*** Data to process Section Begins ***

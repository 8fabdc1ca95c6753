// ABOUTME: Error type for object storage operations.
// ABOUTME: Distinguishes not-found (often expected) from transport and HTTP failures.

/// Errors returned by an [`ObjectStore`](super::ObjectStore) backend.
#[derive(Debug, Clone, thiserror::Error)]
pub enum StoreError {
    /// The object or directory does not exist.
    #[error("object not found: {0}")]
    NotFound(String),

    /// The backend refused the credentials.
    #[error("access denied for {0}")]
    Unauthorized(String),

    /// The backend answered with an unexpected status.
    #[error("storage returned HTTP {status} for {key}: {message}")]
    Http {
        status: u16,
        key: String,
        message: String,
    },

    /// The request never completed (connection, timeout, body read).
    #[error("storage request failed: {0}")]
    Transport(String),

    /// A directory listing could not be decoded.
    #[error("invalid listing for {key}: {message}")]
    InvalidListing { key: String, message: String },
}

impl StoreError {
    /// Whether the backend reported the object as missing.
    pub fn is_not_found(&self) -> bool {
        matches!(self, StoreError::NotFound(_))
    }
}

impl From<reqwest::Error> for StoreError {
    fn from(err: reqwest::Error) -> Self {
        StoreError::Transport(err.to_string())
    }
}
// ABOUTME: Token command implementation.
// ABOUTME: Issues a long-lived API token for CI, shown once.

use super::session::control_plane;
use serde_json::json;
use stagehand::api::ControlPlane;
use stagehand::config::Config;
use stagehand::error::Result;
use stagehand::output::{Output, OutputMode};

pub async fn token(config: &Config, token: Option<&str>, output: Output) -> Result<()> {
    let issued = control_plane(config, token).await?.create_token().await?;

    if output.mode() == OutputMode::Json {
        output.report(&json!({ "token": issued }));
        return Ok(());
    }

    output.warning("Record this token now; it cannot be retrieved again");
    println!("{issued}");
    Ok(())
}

*** Data to process Section Ends ***
*** Data to process Section Begins ***

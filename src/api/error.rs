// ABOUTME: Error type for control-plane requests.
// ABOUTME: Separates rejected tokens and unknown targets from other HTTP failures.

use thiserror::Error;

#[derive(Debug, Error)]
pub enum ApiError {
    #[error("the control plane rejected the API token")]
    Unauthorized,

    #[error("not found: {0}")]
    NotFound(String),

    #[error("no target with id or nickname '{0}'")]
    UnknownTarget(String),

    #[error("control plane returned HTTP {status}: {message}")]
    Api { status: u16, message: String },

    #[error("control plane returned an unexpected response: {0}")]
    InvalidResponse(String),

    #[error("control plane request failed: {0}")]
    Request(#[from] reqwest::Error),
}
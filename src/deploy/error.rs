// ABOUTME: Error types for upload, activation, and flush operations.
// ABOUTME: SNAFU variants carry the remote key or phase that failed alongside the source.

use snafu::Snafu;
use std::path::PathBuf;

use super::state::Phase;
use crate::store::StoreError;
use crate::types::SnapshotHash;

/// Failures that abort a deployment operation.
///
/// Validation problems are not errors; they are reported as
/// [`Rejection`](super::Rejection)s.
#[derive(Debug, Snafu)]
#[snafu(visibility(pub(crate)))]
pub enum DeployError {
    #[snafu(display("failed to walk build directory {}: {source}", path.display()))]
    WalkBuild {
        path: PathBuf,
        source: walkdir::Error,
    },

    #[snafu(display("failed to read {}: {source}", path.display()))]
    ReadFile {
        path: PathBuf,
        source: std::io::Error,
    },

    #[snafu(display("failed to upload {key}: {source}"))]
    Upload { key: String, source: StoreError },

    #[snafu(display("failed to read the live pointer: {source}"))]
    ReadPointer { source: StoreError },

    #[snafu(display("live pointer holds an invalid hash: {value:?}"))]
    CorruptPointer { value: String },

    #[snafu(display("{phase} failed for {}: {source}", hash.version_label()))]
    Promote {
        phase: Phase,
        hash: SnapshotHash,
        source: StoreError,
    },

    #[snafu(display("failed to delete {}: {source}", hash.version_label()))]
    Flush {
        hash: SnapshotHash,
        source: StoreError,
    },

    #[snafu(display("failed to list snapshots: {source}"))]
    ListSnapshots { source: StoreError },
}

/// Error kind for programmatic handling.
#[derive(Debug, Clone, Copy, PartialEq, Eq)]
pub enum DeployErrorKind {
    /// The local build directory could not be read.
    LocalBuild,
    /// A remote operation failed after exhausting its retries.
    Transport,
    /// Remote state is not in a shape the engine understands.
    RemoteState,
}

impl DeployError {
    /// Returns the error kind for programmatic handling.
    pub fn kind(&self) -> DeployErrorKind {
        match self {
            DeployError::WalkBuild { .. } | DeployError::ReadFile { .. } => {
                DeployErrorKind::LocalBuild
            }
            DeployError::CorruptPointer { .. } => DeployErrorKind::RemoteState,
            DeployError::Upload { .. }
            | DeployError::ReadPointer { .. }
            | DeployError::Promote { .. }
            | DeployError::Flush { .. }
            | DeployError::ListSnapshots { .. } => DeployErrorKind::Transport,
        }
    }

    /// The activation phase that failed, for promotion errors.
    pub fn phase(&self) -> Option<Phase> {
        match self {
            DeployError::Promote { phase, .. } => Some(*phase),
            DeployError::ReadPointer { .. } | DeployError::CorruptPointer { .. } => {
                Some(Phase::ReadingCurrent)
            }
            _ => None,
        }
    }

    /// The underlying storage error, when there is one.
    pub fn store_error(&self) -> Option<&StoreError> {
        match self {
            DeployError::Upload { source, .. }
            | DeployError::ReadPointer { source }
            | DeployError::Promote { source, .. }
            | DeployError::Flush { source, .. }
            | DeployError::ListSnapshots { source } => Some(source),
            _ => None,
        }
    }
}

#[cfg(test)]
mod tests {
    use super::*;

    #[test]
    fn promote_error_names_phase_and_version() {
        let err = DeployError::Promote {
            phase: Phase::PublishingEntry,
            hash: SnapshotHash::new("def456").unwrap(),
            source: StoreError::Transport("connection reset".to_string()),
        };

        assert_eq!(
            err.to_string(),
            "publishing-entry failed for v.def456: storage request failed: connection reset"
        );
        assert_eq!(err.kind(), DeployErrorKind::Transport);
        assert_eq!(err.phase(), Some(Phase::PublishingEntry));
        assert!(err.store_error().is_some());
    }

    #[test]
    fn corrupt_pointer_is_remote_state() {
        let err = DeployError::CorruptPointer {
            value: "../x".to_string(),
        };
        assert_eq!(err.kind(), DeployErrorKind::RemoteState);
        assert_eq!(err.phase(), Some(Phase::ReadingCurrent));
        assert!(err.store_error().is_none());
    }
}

*** Data to process Section Ends ***

## Required work
Report the lines above that contain "ReadFile".

## Response
    ReadFile {
            DeployError::WalkBuild { .. } | DeployError::ReadFile { .. } => {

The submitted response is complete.